Le DP Olivier RIBOUIS au cours de sa communication

Ce dernier n’a pas manqué pour finir, d’outillage les participants sur la structuration d’un article de décontraction des Fake news. Résumée en trois parties, la première est le repérage qui consiste à présenté les faits , l’impact de l’image ou de la vidéo , c’est à dire le nombre de partage plus la capture d’écran à joindre au Papier . La deuxième quant à elle , consiste à faire le rappel du contexte , met en évidence la situation qui prévaut en ce moment et la troisième consiste à confronté les faits de la publication , et les résultats de vérification.

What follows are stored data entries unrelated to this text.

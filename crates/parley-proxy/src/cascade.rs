//! Cascading delete of an intent across the collections that reference it.
//!
//! `intent_tag` is a copied string, not an enforced reference, and the store
//! has no transactions. Dependants are therefore removed one call at a time
//! before their owner: patterns, then responses, then embeddings, then the
//! intent. A failure part-way leaves the rows not yet deleted in place.

use parley_core::{
  Backend, Collection, Document, ListQuery,
  backend::list_all,
  entity::Intent,
};
use tracing::info;

use crate::error::Error;

/// Number of dependants removed with an intent.
#[derive(Debug, Clone, Copy, Default, PartialEq, Eq)]
pub struct CascadeReport {
  pub patterns:   usize,
  pub responses:  usize,
  pub embeddings: usize,
}

/// Delete intent `id` and every pattern, response and embedding tagged with
/// its `tag`.
///
/// The three dependant collections are read concurrently; deletes are
/// issued sequentially.
pub async fn delete_intent<B: Backend>(backend: &B, id: &str) -> Result<CascadeReport, Error> {
  let intent: Intent = backend
    .get_document(Collection::Intents, id)
    .await
    .map_err(Error::backend)?
    .decode()?;

  let [patterns, responses, embeddings] = Collection::CASCADE_CHILDREN;
  let (pattern_docs, response_docs, embedding_docs) = tokio::try_join!(
    list_all(backend, patterns, ListQuery::by_intent_tag(&intent.tag)),
    list_all(backend, responses, ListQuery::by_intent_tag(&intent.tag)),
    list_all(backend, embeddings, ListQuery::by_intent_tag(&intent.tag)),
  )
  .map_err(Error::backend)?;

  let report = CascadeReport {
    patterns:   pattern_docs.len(),
    responses:  response_docs.len(),
    embeddings: embedding_docs.len(),
  };

  delete_each(backend, patterns, &pattern_docs).await?;
  delete_each(backend, responses, &response_docs).await?;
  delete_each(backend, embeddings, &embedding_docs).await?;

  backend
    .delete_document(Collection::Intents, id)
    .await
    .map_err(Error::backend)?;

  info!(
    intent = %id,
    tag = %intent.tag,
    patterns = report.patterns,
    responses = report.responses,
    embeddings = report.embeddings,
    "deleted intent"
  );
  Ok(report)
}

async fn delete_each<B: Backend>(
  backend:    &B,
  collection: Collection,
  docs:       &[Document],
) -> Result<(), Error> {
  for doc in docs {
    backend
      .delete_document(collection, &doc.id)
      .await
      .map_err(Error::backend)?;
  }
  Ok(())
}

Pour donc Jacqueline OGOUBEYI , étudiante en première année de journalisme à l’ ENESTIC et participante à cette formation, cette initiative ne restera pas sans impact « moi je partageais tout ce que je voulais sur les réseaux sociaux . Mais par le biais de cette formation j’ai appris le rôle que le journaliste doit jouer dans la société en temps que porteur d’information, et surtout la vraie aux populations » a t-elle affirmée . Casimir OKE , participant à ce séminaire de formation , abonde dans le même sens que Jacqueline en martelant que «cette formation nous a permis d’avoir les bases sur la vérification de l’information fausse , de savoir comment la traité pour en faire une vraie information ». Notons que ce séminaire à connu son épilogue par l’installation d’ un club dénommé << Bénin check info Banouto/Uac>>.